Superconducting Motor

Last week I did a post on the the science of electric motors that featured a learning kit for kids that provided the parts required for a kid (of any age) interested in the science and technology of electric motors to build a small one. I'd estimate that the motor, which you could hold in in the palm of your hand, produced less than 1/1,000th of a horsepower. Here is a motor whose power is about ten orders of magnitude bigger. And that is a whole lot bigger.

The Next Big Future reports on the really big motor that uses high temperature superconductors.
American Superconductor Corporation, a leading energy technologies company, and Northrop Grumman Corporation announced today at the Surface Navy Association’s 21st National Symposium the successful completion of full-power testing of the world’s first 36.5 megawatt (49,000 horsepower) high temperature superconductor (HTS) ship propulsion motor at the U.S. Navy’s Integrated Power System Land-Based Test Site in Philadelphia. This is the first successful full-power test of an electric propulsion motor sized for a large Navy combatant and, at 36.5 megawatts, doubled the Navy’s power rating test record.
The Business Wire tells a little more of the story.
This system was designed and built under a contract from the Office of Naval Research to demonstrate the efficacy of HTS motors as the primary propulsion technology for future Navy all-electric ships and submarines. Naval Sea Systems Command (NAVSEA) funded and led the successful testing of the motor.

Incorporating coils of HTS wire that are able to carry 150 times the power of similar-sized copper wire, the motor is less than half the size of conventional motors used on the first two DDG-1000 hulls and will reduce ship weight by nearly 200 metric tons. It will help make new ships more fuel-efficient and free up space for additional warfighting capability.

“The successful load test of our HTS motor marks the beginning of a new era in ship propulsion technology,” said Dan McGahn, senior vice president and general manager of AMSC Superconductors. “This motor provides the U.S. Navy with a truly transformational capability relative to size, stealth, endurance and survivability, providing our Navy with a clear performance advantage for years to come. We are grateful for the steadfast support from the Office of Naval Research, Naval Sea Systems Command and the Naval Surface Warfare Center.”
A different branch of the Navy, Naval Air Warfare Center Weapons Division, is funding work that may lead to a shipborne fusion power reactor. Which would be kinda handy to have to power two or four of those electric motors turning the screws of an aircraft carrier. You can read about the latest contract for development of the Bussard Naval Fusion Reactor at IEC Fusion Technology.
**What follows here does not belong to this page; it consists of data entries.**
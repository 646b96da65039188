// File: crates/voronoi-core/src/focus.rs
// Summary: Crosshair + ring marker that follows the hovered point.

use skia_safe as skia;

use crate::types::{ScreenPoint, OFFSCREEN};

#[derive(Clone, Copy, Debug, PartialEq)]
pub struct FocusStyle {
    pub inner_radius: f32,
    pub outer_radius: f32,
    pub stroke_width: f32,
    pub stroke_opacity: f32,
}

impl Default for FocusStyle {
    fn default() -> Self {
        Self { inner_radius: 3.0, outer_radius: 7.0, stroke_width: 2.0, stroke_opacity: 0.5 }
    }
}

/// Exists for as long as focus mode is on; hover callbacks move it around.
#[derive(Clone, Debug)]
pub struct FocusIndicator {
    position: ScreenPoint,
    height: f64,
    style: FocusStyle,
}

impl FocusIndicator {
    /// The vertical line spans `[-height, +height]` around the marker.
    pub fn new(height: f64) -> Self {
        Self { position: OFFSCREEN, height, style: FocusStyle::default() }
    }

    pub fn reposition(&mut self, x: f64, y: f64) {
        self.position = ScreenPoint::new(x, y);
    }

    /// Park the marker off-canvas again.
    pub fn hide(&mut self) {
        self.position = OFFSCREEN;
    }

    pub fn position(&self) -> ScreenPoint { self.position }
    pub fn is_visible(&self) -> bool { self.position != OFFSCREEN }
    pub fn height(&self) -> f64 { self.height }
    pub fn style(&self) -> &FocusStyle { &self.style }

    pub(crate) fn set_height(&mut self, height: f64) {
        self.height = height;
    }

    /// Draw at the current position; `canvas` is expected in plot coordinates.
    pub fn draw(&self, canvas: &skia::Canvas, color: skia::Color) {
        let mut stroke = skia::Paint::default();
        stroke.set_anti_alias(true);
        stroke.set_style(skia::paint::Style::Stroke);
        stroke.set_stroke_width(self.style.stroke_width);
        stroke.set_color(color);
        stroke.set_alpha_f(self.style.stroke_opacity);

        let mut fill = skia::Paint::default();
        fill.set_anti_alias(true);
        fill.set_style(skia::paint::Style::Fill);
        fill.set_color(color);

        let h = self.height as f32;
        canvas.save();
        canvas.translate((self.position.x as f32, self.position.y as f32));
        canvas.draw_line((0.0, -h), (0.0, h), &stroke);
        canvas.draw_circle((0.0, 0.0), self.style.outer_radius, &stroke);
        canvas.draw_circle((0.0, 0.0), self.style.inner_radius, &fill);
        canvas.restore();
    }
}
And that is not the only electric propulsion system that future aircraft carriers will use. There is also the electric catapult being developed by General Atomics (GA).
GA and its Team have completed the Program Definition and Risk Reduction (PDRR) phase of the Navy's electromagnetic aircraft launch system (EMALS) program and have been selected to perform the System Development and Demonstration phase. The goal of the EMALS SDD phase is to develop the existing design chosen during PDRR into an integrated shipboard system that is both operationally suitable and effective, thus replacing steam catapults with an electric system that will reduce maintenance and provide flexibility and growth potential for carrier aviation throughout the 21st century.The GA Team EMALS design is a robust, highly reliable launch system that will meet or exceed all Navy performance goals. This design will provide significant reductions in installed weight, volume, and workload compared to the existing steam catapult. The design uses state-of-the-art technologies that we believe will demonstrate our system is affordable and producible.
There are more details at the link.

And guess what else the US Navy is working on? A real honest to God beam weapon. The Free Electron Laser
The Navy is pushing ahead with a five-year, $163 million dollar plan to bring the "Holy Grail" of energy weapons up to battlefield strength.

For decades, scientists have been slowly working on a laser that never runs out of shots -- and can be "tuned" to blast through the air, at just the right wavelength. For most of that time, all they could get was a laser at lightbulb-strength. But in 2004, researchers at the Thomas Jefferson National Accelerator Facility finally managed to assemble a "Free Electron Laser," or FEL, that could generate 10,000 watts of power. Now, the Navy has started an effort to design and build a new FEL, 10 times as strong. That would bring the laser up to 100 kilowatts -- what's considered the minimum threshold for weapons-grade. But it would also be just a stepping stone, on the way to an energy weapon as powerful as any produced. If ray gun researchers can get the thing to work, that is.
And lest we leave out projectile weapons how about an offshoot of the electric aircraft catapult. The rail gun which fires projectiles with electricity at a muzzle velocity of better than 8,000 ft per second.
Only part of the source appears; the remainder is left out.